- **Activity**: A complete answer lists every line of the entries below where the string "task" appears.

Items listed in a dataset
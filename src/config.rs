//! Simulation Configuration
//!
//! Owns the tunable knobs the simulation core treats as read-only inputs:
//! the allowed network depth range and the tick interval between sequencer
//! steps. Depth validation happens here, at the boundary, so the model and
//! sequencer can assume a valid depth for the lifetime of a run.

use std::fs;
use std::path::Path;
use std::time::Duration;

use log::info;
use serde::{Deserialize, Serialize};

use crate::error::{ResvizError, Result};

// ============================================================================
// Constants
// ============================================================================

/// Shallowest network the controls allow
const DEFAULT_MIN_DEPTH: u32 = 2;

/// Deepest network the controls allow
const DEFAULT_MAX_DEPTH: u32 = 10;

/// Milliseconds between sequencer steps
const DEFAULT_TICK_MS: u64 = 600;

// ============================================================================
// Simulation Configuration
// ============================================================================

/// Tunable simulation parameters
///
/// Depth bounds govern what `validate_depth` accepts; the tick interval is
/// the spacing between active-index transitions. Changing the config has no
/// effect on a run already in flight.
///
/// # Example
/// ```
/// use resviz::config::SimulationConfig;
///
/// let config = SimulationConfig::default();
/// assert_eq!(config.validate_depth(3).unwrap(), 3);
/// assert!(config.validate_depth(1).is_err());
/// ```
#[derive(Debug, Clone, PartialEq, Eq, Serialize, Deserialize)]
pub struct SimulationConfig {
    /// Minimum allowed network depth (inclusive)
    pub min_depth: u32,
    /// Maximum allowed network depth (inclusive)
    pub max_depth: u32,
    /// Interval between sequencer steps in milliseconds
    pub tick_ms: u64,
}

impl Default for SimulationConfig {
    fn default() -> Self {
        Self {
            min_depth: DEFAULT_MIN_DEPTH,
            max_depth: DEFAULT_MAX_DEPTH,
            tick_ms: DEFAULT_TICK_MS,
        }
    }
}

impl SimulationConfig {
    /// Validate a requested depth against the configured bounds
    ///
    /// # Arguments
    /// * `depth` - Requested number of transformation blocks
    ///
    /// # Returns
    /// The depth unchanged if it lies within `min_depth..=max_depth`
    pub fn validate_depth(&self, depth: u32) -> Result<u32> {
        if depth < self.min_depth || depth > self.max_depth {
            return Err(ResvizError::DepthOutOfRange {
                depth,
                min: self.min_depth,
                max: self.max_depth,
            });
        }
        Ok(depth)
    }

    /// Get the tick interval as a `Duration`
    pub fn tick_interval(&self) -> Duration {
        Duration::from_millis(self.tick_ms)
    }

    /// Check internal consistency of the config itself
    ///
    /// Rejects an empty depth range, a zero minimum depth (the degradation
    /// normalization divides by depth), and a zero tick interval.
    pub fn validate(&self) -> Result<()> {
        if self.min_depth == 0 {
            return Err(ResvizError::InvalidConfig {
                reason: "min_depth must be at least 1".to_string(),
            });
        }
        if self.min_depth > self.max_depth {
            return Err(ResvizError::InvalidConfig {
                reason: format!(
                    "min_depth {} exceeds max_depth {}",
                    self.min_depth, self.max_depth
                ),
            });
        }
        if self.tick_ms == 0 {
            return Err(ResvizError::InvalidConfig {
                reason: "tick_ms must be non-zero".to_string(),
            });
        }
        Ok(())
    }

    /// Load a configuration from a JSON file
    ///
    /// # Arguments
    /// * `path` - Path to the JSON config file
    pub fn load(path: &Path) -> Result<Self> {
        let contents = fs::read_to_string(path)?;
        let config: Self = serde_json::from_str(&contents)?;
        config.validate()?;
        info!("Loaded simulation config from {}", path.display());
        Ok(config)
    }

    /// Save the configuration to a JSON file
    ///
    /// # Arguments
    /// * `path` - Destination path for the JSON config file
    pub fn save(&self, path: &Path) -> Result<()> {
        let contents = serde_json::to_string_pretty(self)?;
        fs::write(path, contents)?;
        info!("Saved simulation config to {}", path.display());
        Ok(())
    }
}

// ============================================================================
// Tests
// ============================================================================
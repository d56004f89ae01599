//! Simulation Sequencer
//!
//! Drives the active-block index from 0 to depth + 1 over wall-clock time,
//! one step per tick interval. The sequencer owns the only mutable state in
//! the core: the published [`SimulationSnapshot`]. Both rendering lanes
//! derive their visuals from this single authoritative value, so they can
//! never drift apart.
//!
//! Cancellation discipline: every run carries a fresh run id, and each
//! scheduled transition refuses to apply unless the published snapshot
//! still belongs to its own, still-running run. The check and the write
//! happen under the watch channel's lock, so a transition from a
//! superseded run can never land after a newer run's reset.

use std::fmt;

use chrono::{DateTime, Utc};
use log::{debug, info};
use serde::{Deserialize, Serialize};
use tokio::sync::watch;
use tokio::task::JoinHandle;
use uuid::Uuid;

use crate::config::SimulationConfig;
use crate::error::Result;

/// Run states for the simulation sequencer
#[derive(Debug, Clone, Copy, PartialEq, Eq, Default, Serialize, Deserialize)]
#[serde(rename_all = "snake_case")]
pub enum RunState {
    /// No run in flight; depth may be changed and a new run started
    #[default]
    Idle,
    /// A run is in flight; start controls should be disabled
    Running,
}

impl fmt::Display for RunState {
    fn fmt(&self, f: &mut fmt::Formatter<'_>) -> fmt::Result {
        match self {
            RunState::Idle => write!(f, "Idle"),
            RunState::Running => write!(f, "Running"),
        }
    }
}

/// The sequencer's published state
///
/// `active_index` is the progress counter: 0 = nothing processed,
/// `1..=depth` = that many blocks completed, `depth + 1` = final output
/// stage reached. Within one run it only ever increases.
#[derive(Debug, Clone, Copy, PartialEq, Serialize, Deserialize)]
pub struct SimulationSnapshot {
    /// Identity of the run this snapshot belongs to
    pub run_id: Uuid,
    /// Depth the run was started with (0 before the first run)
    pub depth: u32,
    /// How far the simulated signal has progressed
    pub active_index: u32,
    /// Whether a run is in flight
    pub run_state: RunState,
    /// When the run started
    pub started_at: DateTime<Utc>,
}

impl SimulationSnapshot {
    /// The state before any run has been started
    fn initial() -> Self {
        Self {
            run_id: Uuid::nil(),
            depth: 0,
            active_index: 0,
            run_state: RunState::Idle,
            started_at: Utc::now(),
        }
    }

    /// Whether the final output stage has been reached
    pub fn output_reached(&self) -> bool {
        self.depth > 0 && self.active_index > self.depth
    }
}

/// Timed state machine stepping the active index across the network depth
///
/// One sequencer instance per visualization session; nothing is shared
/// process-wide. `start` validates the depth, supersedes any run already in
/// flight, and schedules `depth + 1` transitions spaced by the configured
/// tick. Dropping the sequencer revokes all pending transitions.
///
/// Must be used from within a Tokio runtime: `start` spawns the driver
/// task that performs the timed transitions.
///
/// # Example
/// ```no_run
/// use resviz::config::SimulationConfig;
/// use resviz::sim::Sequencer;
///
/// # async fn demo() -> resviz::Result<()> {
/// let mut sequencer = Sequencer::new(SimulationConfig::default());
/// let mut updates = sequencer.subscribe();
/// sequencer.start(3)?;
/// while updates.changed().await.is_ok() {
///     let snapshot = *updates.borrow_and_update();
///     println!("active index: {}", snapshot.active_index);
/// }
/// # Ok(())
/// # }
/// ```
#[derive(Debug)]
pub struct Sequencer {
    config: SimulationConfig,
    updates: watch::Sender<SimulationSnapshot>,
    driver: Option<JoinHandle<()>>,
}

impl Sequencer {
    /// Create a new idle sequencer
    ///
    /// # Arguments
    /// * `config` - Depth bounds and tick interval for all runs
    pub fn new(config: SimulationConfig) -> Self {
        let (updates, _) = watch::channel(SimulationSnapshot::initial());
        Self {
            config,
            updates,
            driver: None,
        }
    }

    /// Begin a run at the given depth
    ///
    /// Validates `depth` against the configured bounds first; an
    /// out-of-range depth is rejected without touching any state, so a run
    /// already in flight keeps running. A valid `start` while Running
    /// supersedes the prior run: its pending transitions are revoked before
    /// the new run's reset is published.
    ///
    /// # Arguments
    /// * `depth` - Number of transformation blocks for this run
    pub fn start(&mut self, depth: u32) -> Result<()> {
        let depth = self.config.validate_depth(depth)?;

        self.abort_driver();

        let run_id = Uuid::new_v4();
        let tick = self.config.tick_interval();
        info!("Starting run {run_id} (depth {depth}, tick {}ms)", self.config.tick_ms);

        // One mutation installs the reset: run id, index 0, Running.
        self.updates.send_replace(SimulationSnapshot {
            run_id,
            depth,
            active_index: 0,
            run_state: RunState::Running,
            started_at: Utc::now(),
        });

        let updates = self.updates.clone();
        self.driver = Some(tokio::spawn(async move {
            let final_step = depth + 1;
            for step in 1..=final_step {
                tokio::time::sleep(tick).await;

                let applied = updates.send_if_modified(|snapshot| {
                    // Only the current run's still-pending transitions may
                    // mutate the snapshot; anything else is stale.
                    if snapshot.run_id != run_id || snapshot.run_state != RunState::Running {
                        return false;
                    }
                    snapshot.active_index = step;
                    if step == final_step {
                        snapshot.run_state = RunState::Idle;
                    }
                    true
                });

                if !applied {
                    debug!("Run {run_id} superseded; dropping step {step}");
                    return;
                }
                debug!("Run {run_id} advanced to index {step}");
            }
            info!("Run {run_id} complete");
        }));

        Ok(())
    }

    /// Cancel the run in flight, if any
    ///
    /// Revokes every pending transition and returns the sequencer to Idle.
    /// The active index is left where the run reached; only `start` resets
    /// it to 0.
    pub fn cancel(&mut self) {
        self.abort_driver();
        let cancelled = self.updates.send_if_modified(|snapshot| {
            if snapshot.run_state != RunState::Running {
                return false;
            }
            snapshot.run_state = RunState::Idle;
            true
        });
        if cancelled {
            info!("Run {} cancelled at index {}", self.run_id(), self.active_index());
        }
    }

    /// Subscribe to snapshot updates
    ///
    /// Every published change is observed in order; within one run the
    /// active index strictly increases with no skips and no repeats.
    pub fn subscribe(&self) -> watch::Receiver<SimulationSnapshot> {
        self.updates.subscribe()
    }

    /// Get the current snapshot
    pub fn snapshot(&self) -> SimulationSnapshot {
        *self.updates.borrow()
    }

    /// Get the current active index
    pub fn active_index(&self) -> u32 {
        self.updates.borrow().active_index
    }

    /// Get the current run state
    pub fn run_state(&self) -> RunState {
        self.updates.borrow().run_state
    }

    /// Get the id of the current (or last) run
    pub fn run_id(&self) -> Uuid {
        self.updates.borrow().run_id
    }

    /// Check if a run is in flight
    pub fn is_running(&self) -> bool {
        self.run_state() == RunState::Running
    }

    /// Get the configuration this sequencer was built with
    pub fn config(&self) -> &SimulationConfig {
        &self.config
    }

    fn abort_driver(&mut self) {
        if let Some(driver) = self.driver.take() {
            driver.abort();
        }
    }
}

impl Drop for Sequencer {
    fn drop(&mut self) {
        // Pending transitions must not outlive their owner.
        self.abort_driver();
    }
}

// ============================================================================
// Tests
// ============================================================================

- **Exercise output**:
use tokio::task::JoinHandle;
/// task that performs the timed transitions.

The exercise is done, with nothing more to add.